In Texas, Shell’s Deer Park complex, Marathon’s Galveston Bay plant and LyondellBasell Industries NV’s Houston facility are affected, according to the union. LyondellBasell activated its work continuation plan, according to spokesman George Smalley on Sunday.
Tesoro will shut down remaining process units at its Martinez, California, refinery in the next 24 hours, Destin Singleton, a company spokeswoman, said in an e-mailed statement. The 166,000 barrel-a-day refinery already had about half its processing capacity offline for planned maintenance, according to Singleton.
More refineries are standing by to join the sites on strike, according to two people familiar with the plan who asked not to be identified because the information isn’t public.

Pay Increases

Shell remained “committed to resolving our differences with USW at the negotiating table and hope to resume negotiations as early as possible,” Ray Fisher, a spokesman for The Hague, Netherlands-based company, said by e-mail on Saturday.

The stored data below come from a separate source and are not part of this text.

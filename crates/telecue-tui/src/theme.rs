use ratatui::style::Color;
use tracing::warn;

use telecue_core::DisplayConfig;

/// Runtime colors for the prompter and its status bar
#[derive(Debug, Clone)]
pub struct Theme {
    // Prompter colors, from the display settings
    pub text: Color,
    pub background: Color,

    // Status bar colors
    pub bar_bg: Color,
    pub bar_fg: Color,
    pub muted: Color,
    pub accent: Color,
    pub warning: Color,
}

impl Default for Theme {
    fn default() -> Self {
        Self {
            text: Color::Rgb(0xff, 0xff, 0xff),
            background: Color::Rgb(0x00, 0x00, 0x00),
            // Gruvbox Material chrome
            bar_bg: Color::Rgb(0x45, 0x40, 0x3d),
            bar_fg: Color::Rgb(0xd4, 0xbe, 0x98),
            muted: Color::Rgb(0xa8, 0x99, 0x84),
            accent: Color::Rgb(0x89, 0xb4, 0x82),
            warning: Color::Rgb(0xe7, 0x8a, 0x4e),
        }
    }
}

impl Theme {
    /// Build a theme from the display settings, keeping defaults for
    /// colors that fail to parse
    pub fn from_display(display: &DisplayConfig) -> Self {
        let defaults = Self::default();
        Self {
            text: color_or(&display.text_color, defaults.text),
            background: color_or(&display.background_color, defaults.background),
            ..defaults
        }
    }
}

fn color_or(value: &str, fallback: Color) -> Color {
    parse_hex_color(value).unwrap_or_else(|| {
        warn!("Invalid color '{}', using default", value);
        fallback
    })
}

/// Parse a hex color string into a ratatui Color
/// Accepts formats: "#RRGGBB", "RRGGBB", "#RGB", "RGB"
pub fn parse_hex_color(hex: &str) -> Option<Color> {
    let hex = hex.trim().trim_start_matches('#');
    if !hex.is_ascii() {
        return None;
    }

    match hex.len() {
        // Short form: RGB -> RRGGBB
        3 => {
            let r = u8::from_str_radix(&hex[0..1], 16).ok()? * 17;
            let g = u8::from_str_radix(&hex[1..2], 16).ok()? * 17;
            let b = u8::from_str_radix(&hex[2..3], 16).ok()? * 17;
            Some(Color::Rgb(r, g, b))
        }
        // Full form: RRGGBB
        6 => {
            let r = u8::from_str_radix(&hex[0..2], 16).ok()?;
            let g = u8::from_str_radix(&hex[2..4], 16).ok()?;
            let b = u8::from_str_radix(&hex[4..6], 16).ok()?;
            Some(Color::Rgb(r, g, b))
        }
        _ => None,
    }
}

#[cfg(test)]
mod tests {
    use super::*;

    #[test]
    fn test_parse_hex_color() {
        assert_eq!(parse_hex_color("#ff8000"), Some(Color::Rgb(255, 128, 0)));
        assert_eq!(parse_hex_color("fff"), Some(Color::Rgb(255, 255, 255)));
        assert_eq!(parse_hex_color("#12345"), None);
        assert_eq!(parse_hex_color("zzzzzz"), None);
        assert_eq!(parse_hex_color("#ééé"), None);
    }

    #[test]
    fn test_from_display_falls_back() {
        let display = DisplayConfig {
            text_color: "#ffff00".to_string(),
            background_color: "navy".to_string(),
            ..Default::default()
        };
        let theme = Theme::from_display(&display);
        assert_eq!(theme.text, Color::Rgb(255, 255, 0));
        assert_eq!(theme.background, Theme::default().background);
    }
}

The USW asked employers for “substantial” pay increases, stronger rules to prevent fatigue and measures to keep union workers rather than contract employees on the job, Gary Beevers, the USW international vice president who manages the union’s oil sector, said in an interview in Pittsburgh in October.

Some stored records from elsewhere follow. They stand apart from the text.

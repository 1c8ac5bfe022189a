use ratatui::{
    layout::{Alignment as TextAlignment, Rect},
    style::Style,
    text::Line,
    widgets::{Block, Paragraph},
    Frame,
};

use telecue_core::Alignment;

use crate::app::{App, Mode};
use crate::layout::TextLayout;

pub struct PrompterWidget;

impl PrompterWidget {
    pub fn render(frame: &mut Frame, area: Rect, app: &App) {
        let style = Style::default()
            .fg(app.theme.text)
            .bg(app.theme.background);
        frame.render_widget(Block::default().style(style), area);

        let layout = app.engine.layout();
        let text_area = layout.text_area(area);

        // Offset of the content top in terminal rows; the preview starts at the top
        let shift = match app.mode {
            Mode::Ready => 0,
            Mode::Presenting => {
                (app.engine.offset() / layout.display().units_per_row).floor() as i64
            }
        };

        let lines = visible_lines(layout, text_area.height, shift);
        let paragraph = Paragraph::new(lines)
            .alignment(text_alignment(layout.display().alignment))
            .style(style);
        frame.render_widget(paragraph, text_area);
    }
}

/// Lines for each screen row of a text area `height` rows tall, with the
/// first content row `shift` rows below its top
fn visible_lines(layout: &TextLayout, height: u16, shift: i64) -> Vec<Line<'static>> {
    let stride = i64::from(layout.row_stride());
    let rows = layout.rows();

    (0..i64::from(height))
        .map(|y| {
            let content_row = y - shift;
            if content_row < 0 || content_row % stride != 0 {
                return Line::default();
            }
            usize::try_from(content_row / stride)
                .ok()
                .and_then(|index| rows.get(index))
                .map(|row| Line::from(row.clone()))
                .unwrap_or_default()
        })
        .collect()
}

fn text_alignment(alignment: Alignment) -> TextAlignment {
    match alignment {
        Alignment::Left => TextAlignment::Left,
        Alignment::Center => TextAlignment::Center,
        Alignment::Right => TextAlignment::Right,
    }
}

Brandon Daniels, a spokesman for Marathon, confirmed work stoppages at its Catlettsburg refinery and Galveston Bay plant. The walkout also includes the company’s Houston Green cogeneration plant in Texas and Shell’s Deer Park chemical plant.

Strike Notice

Tesoro received a strike notification from its Mandan, North Dakota, refinery, in addition to plants in Martinez, California, Carson, California and Anacortes, Washington, said Singleton on Sunday.

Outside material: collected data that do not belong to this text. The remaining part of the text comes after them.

/// Scroll and layout engine for one presentation surface
///
/// Drive it by calling [`ScrollEngine::pump`] with the session time on
/// every loop iteration; input and configuration calls may happen in
/// between.
pub struct ScrollEngine<L, S = TimerQueue> {
    config: ScrollConfig,
    layout: L,
    scheduler: S,
    /// Metrics measured by the last recompute
    metrics: LayoutMetrics,
    offset: f64,
    active: bool,
    /// User intent: keep scrolling whenever no nudge is in flight
    playing: bool,
    motion: Motion,
    hold: HoldState,
    event_tx: Option<mpsc::UnboundedSender<EngineEvent>>,
}

impl<L: LayoutProvider, S: Scheduler> ScrollEngine<L, S> {
    pub fn new(config: ScrollConfig, layout: L, scheduler: S) -> Self {
        Self {
            config: config.sanitized(),
            layout,
            scheduler,
            metrics: LayoutMetrics::default(),
            offset: 0.0,
            active: false,
            playing: false,
            motion: Motion::Idle,
            hold: HoldState::Idle,
            event_tx: None,
        }
    }

    /// Set the channel that receives published output
    pub fn with_event_sender(mut self, tx: mpsc::UnboundedSender<EngineEvent>) -> Self {
        self.event_tx = Some(tx);
        self
    }

    #[inline]
    pub fn offset(&self) -> f64 {
        self.offset
    }

    #[inline]
    pub fn metrics(&self) -> LayoutMetrics {
        self.metrics
    }

    pub fn config(&self) -> &ScrollConfig {
        &self.config
    }

    #[inline]
    pub fn speed(&self) -> f64 {
        self.config.speed
    }

    #[inline]
    pub fn direction(&self) -> ScrollDirection {
        self.config.direction
    }

    #[inline]
    pub fn is_active(&self) -> bool {
        self.active
    }

    #[inline]
    pub fn is_playing(&self) -> bool {
        self.playing
    }

    pub fn activity(&self) -> Activity {
        self.motion.activity()
    }

    pub fn hold_phase(&self) -> HoldPhase {
        self.hold.phase()
    }

    /// Fraction of the current cycle already travelled
    pub fn progress(&self) -> Option<f64> {
        metrics::cycle_progress(self.offset, self.metrics, self.config.direction)
    }

    pub fn layout(&self) -> &L {
        &self.layout
    }

    /// Mutable access to the provider. Call [`ScrollEngine::on_resize`]
    /// afterwards if the change affects the metrics.
    pub fn layout_mut(&mut self) -> &mut L {
        &mut self.layout
    }

    pub fn scheduler(&self) -> &S {
        &self.scheduler
    }

    // ----- lifecycle -------------------------------------------------

    /// Activate the surface and place the content at its entry position
    pub fn enter_presentation(&mut self) {
        self.active = true;
        self.recompute(false);
        info!(
            offset = self.offset,
            direction = self.config.direction.label(),
            "Presentation started"
        );
    }

    /// Stop every animation and timer and park the offset at zero
    pub fn exit_presentation(&mut self) {
        self.cancel_hold();
        self.cancel_motion();
        self.set_playing(false);
        self.active = false;
        self.metrics = LayoutMetrics::default();
        self.offset = 0.0;
        self.publish();
        info!("Presentation ended");
    }

    // ----- playback --------------------------------------------------

    /// Begin continuous scrolling
    ///
    /// While a nudge is in flight the scroller starts once it completes.
    pub fn start(&mut self) {
        if !self.active {
            debug!("Ignoring start: presentation is not active");
            return;
        }
        self.set_playing(true);
        if matches!(self.motion, Motion::Idle) {
            self.start_scroller();
        }
    }

    /// Stop continuous scrolling. Idempotent; an in-flight nudge still
    /// completes but will not resume the scroller.
    pub fn stop(&mut self) {
        self.set_playing(false);
        if matches!(self.motion, Motion::Scrolling { .. }) {
            self.cancel_motion();
            debug!(offset = self.offset, "Scroller stopped");
        }
    }

    pub fn toggle_play(&mut self) {
        if self.playing {
            self.stop();
        } else {
            self.start();
        }
    }

    /// Jump back to the entry position, keeping playback running
    pub fn reset(&mut self) {
        if !self.active {
            return;
        }
        self.cancel_motion();
        self.recompute(false);
        if self.playing {
            self.start_scroller();
        }
    }

    // ----- configuration ---------------------------------------------

    /// Set the speed multiplier, clamped to the supported range.
    /// Takes effect on the next frame without touching timing state.
    pub fn set_speed(&mut self, speed: f64) -> f64 {
        self.config.speed = clamp_speed(speed);
        debug!(speed = self.config.speed, "Speed changed");
        self.recompute(true);
        self.config.speed
    }

    pub fn adjust_speed(&mut self, delta: f64) -> f64 {
        // Round away float drift from repeated 0.1 steps
        let speed = ((self.config.speed + delta) * 1000.0).round() / 1000.0;
        self.set_speed(speed)
    }

    /// Change direction while keeping the content where it is on screen
    pub fn set_direction(&mut self, direction: ScrollDirection) {
        if direction == self.config.direction {
            return;
        }
        self.config.direction = direction;
        debug!(direction = direction.label(), "Direction changed");
        if !self.active {
            return;
        }
        self.cancel_motion();
        self.recompute(true);
        if self.playing {
            self.start_scroller();
        }
    }

    pub fn toggle_direction(&mut self) -> ScrollDirection {
        self.set_direction(self.config.direction.flipped());
        self.config.direction
    }

    // ----- layout ----------------------------------------------------

    /// The surface changed size
    pub fn on_resize(&mut self) {
        self.recompute(true);
    }

    /// Mutate the layout provider, then re-measure keeping progress
    pub fn update_layout<F>(&mut self, update: F)
    where
        F: FnOnce(&mut L),
    {
        update(&mut self.layout);
        self.recompute(true);
    }

    /// Re-measure the surface and reposition the content
    ///
    /// With `preserve` and usable previous metrics the content keeps its
    /// fraction through the cycle; otherwise it goes to the entry position.
    /// No-op while the presentation is inactive.
    pub fn recompute(&mut self, preserve: bool) {
        if !self.active {
            return;
        }

        let prev = self.metrics;
        let next = self.layout.measure();
        self.metrics = next;
        let direction = self.config.direction;

        let preserving = preserve && !prev.is_degenerate();
        let offset = if preserving {
            metrics::translate(self.offset, prev, next, direction)
        } else {
            metrics::entry_offset(next, direction)
        };

        if preserving {
            if let Motion::Nudging { animation, .. } = &mut self.motion {
                animation.start_offset =
                    metrics::translate(animation.start_offset, prev, next, direction);
                animation.target_offset = metrics::wrap(
                    metrics::translate(animation.target_offset, prev, next, direction),
                    next,
                    direction,
                );
            }
        }

        self.offset = metrics::wrap(offset, next, direction);
        debug!(
            preserve,
            container = next.container_extent,
            content = next.content_extent,
            offset = self.offset,
            "Recomputed layout"
        );
        self.publish();
    }

    // ----- nudges ----------------------------------------------------

    /// Animate the offset by `delta` over the nudge duration
    ///
    /// The target is wrapped before animating, so a nudge that crosses
    /// the cycle seam interpolates straight toward the wrapped value.
    pub fn nudge(&mut self, delta: f64, announce: bool) {
        if !self.active {
            return;
        }
        if self.metrics.is_degenerate() {
            self.recompute(true);
        }

        self.cancel_motion();

        let direction = self.config.direction;
        let start = self.offset;
        let target = metrics::wrap(start + delta, self.metrics, direction);
        if announce {
            self.send_event(EngineEvent::Nudged { delta });
        }

        let frame = self.scheduler.request_frame();
        self.motion = Motion::Nudging {
            frame,
            animation: NudgeAnimation::new(start, target, self.nudge_duration()),
        };
        debug!(start, target, delta, "Nudge started");
    }

    /// A nudge key went down (`is_repeat` for auto-repeat signals)
    pub fn begin_nudge(&mut self, direction: NudgeDirection, is_repeat: bool) {
        if !self.active {
            return;
        }
        let delta = direction.delta(self.config.nudge_distance);

        if is_repeat {
            self.nudge(delta, false);
            return;
        }

        self.cancel_hold();
        self.nudge(delta, true);
        let delay = self
            .scheduler
            .set_timeout(Duration::from_millis(self.config.hold_delay_ms));
        self.hold = HoldState::Pending { direction, delay };
        debug!(direction = direction.label(), "Hold pending");
    }

    /// The nudge key was released
    pub fn end_nudge(&mut self) {
        self.cancel_hold();
    }

    /// Drop any hold and its timers (release, focus loss, other input)
    pub fn cancel_hold(&mut self) {
        if let Some(timer) = self.hold.timer() {
            self.scheduler.cancel(timer);
            debug!(phase = ?self.hold.phase(), "Hold cancelled");
        }
        self.hold = HoldState::Idle;
    }

    // ----- driver ----------------------------------------------------

    /// Dispatch every frame and timer due at `now`
    pub fn pump(&mut self, now: Duration) {
        while let Some(wakeup) = self.scheduler.next_due(now) {
            match wakeup {
                Wakeup::Frame { id, at } => self.on_frame(id, at),
                Wakeup::Timer { id, .. } => self.on_timer(id),
            }
        }
    }

    fn on_frame(&mut self, id: TaskId, at: Duration) {
        let owner = match &self.motion {
            Motion::Scrolling { frame, .. } if *frame == id => Activity::Scrolling,
            Motion::Nudging { frame, .. } if *frame == id => Activity::Nudging,
            _ => Activity::Idle,
        };
        match owner {
            Activity::Scrolling => self.scroll_frame(at),
            Activity::Nudging => self.nudge_frame(at),
            Activity::Idle => debug!(?id, "Ignoring stale frame"),
        }
    }

    fn on_timer(&mut self, id: TaskId) {
        match self.hold {
            HoldState::Pending { direction, delay } if delay == id => {
                let interval = self
                    .scheduler
                    .set_interval(Duration::from_millis(self.config.hold_interval_ms));
                self.hold = HoldState::Repeating { direction, interval };
                debug!(direction = direction.label(), "Hold repeating");
            }
            HoldState::Repeating { direction, interval } if interval == id => {
                self.nudge(direction.delta(self.config.nudge_distance), false);
            }
            _ => debug!(?id, "Ignoring stale hold timer"),
        }
    }

    fn scroll_frame(&mut self, at: Duration) {
        let Motion::Scrolling { last_tick, .. } = &mut self.motion else {
            return;
        };
        let previous = last_tick.replace(at);

        let next_frame = self.scheduler.request_frame();
        if let Motion::Scrolling { frame, .. } = &mut self.motion {
            *frame = next_frame;
        }

        // The first frame after a (re)start only records the timestamp
        if let Some(previous) = previous {
            let delta_seconds = at.saturating_sub(previous).as_secs_f64();
            let distance = scroll_distance(self.config.speed, self.config.direction, delta_seconds);
            self.offset = metrics::wrap(self.offset + distance, self.metrics, self.config.direction);
            self.publish();
        }
    }

    fn nudge_frame(&mut self, at: Duration) {
        let sample = match &mut self.motion {
            Motion::Nudging { animation, .. } => animation.sample(at),
            _ => return,
        };

        self.offset = metrics::wrap(sample.offset, self.metrics, self.config.direction);
        self.publish();

        if sample.finished {
            self.motion = Motion::Idle;
            debug!(offset = self.offset, "Nudge finished");
            if self.playing {
                self.start_scroller();
            }
        } else {
            let next_frame = self.scheduler.request_frame();
            if let Motion::Nudging { frame, .. } = &mut self.motion {
                *frame = next_frame;
            }
        }
    }

    fn start_scroller(&mut self) {
        self.cancel_motion();
        self.recompute(true);
        let frame = self.scheduler.request_frame();
        self.motion = Motion::Scrolling {
            frame,
            last_tick: None,
        };
        debug!(offset = self.offset, speed = self.config.speed, "Scroller started");
    }

    fn cancel_motion(&mut self) {
        if let Some(frame) = self.motion.frame() {
            self.scheduler.cancel(frame);
        }
        self.motion = Motion::Idle;
    }

    fn set_playing(&mut self, playing: bool) {
        if self.playing != playing {
            self.playing = playing;
            self.send_event(EngineEvent::Playback { playing });
        }
    }

    fn nudge_duration(&self) -> Duration {
        Duration::from_millis(self.config.nudge_duration_ms)
    }

    fn publish(&self) {
        self.send_event(EngineEvent::Offset(self.offset));
    }

    /// Send an event to the surface (if an event channel is configured)
    fn send_event(&self, event: EngineEvent) {
        if let Some(ref tx) = self.event_tx {
            if tx.send(event).is_err() {
                warn!("Failed to send engine event: receiver dropped");
            }
        }
    }
}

A notice allows workers to prepare for a walkout and doesn’t necessarily mean a strike will occur, according to the union. The remaining USW-represented sites are operating under rolling, 24-hour contract extensions, the USW said.
Gasoline in New York was at a premium of $14.088 a barrel to crude at Cushing, Oklahoma, the delivery point for WTI contracts. That’s the highest profit from making the motor fuel since September.
“There will be a knee-jerk reaction in gasoline and diesel prices because we don’t know how long this is going to be or how extended it might be,” Carl Larry, Houston-based director of oil and gas at Frost & Sullivan, said by phone Sunday.
All of BP Plc’s facilities with USW-represented workforces are now operating under rolling 24-hour extensions, Scott Dean, a spokesman for the London-based company. Shell activated a contingency plan to continue operations at the Deer Park refinery, Fisher said on Saturday.
Refiners’ shares on the Standard & Poor’s 500 have more than doubled since the beginning of 2012, when the steelworkers last negotiated an agreement. U.S. fuel producers have been cashing in on the biggest-ever domestic oil boom, which has helped drive oil prices almost 50 percent lower in 2014.